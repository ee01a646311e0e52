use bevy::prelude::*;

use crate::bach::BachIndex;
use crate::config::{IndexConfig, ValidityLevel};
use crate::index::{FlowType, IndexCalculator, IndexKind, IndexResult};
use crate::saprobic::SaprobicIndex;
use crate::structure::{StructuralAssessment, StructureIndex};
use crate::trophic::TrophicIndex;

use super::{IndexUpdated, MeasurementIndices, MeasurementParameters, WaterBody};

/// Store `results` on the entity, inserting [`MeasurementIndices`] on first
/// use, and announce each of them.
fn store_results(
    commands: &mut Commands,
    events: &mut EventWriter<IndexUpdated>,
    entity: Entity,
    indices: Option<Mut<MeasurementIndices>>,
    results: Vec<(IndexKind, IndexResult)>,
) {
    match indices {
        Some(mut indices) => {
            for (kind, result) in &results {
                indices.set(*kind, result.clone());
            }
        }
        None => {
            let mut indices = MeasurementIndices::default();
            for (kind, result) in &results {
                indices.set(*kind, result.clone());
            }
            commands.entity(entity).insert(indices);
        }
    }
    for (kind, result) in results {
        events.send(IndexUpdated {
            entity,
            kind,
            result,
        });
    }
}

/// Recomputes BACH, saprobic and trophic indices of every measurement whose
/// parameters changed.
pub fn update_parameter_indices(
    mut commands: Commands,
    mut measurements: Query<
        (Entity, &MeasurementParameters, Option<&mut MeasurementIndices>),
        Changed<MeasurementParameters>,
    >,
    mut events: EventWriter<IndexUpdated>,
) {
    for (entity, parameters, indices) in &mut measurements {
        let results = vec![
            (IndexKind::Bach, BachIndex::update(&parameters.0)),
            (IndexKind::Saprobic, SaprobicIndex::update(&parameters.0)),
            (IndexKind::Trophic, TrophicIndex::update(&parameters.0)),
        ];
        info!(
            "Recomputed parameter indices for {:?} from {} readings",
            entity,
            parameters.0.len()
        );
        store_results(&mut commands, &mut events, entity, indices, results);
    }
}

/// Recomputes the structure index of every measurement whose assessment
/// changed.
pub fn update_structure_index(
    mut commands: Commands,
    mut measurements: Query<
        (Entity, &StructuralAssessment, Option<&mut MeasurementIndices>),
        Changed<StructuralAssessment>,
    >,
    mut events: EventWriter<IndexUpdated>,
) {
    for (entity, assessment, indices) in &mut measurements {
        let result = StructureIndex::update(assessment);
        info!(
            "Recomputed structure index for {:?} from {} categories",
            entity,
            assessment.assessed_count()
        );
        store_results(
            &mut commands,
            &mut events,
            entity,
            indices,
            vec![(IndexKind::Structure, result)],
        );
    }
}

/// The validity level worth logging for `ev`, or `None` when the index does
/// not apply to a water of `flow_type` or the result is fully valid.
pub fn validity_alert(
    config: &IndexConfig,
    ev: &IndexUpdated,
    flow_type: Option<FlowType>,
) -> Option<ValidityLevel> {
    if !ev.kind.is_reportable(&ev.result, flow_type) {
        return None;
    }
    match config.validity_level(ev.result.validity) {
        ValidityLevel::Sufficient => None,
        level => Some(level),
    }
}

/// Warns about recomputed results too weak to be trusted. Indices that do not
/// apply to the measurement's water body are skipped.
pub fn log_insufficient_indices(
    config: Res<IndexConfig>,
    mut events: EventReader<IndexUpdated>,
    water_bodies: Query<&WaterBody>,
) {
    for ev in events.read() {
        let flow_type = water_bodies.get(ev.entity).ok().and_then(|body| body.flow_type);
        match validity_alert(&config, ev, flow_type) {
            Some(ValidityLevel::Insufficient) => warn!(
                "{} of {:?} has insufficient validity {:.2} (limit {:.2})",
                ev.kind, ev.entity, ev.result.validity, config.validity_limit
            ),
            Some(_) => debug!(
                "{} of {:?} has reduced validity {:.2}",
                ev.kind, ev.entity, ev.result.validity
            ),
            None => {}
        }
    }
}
####
## Work to complete
All lines above that include the word "BachIndex" should be located and copied.

## Answer space
use crate::bach::BachIndex;
            (IndexKind::Bach, BachIndex::update(&parameters.0)),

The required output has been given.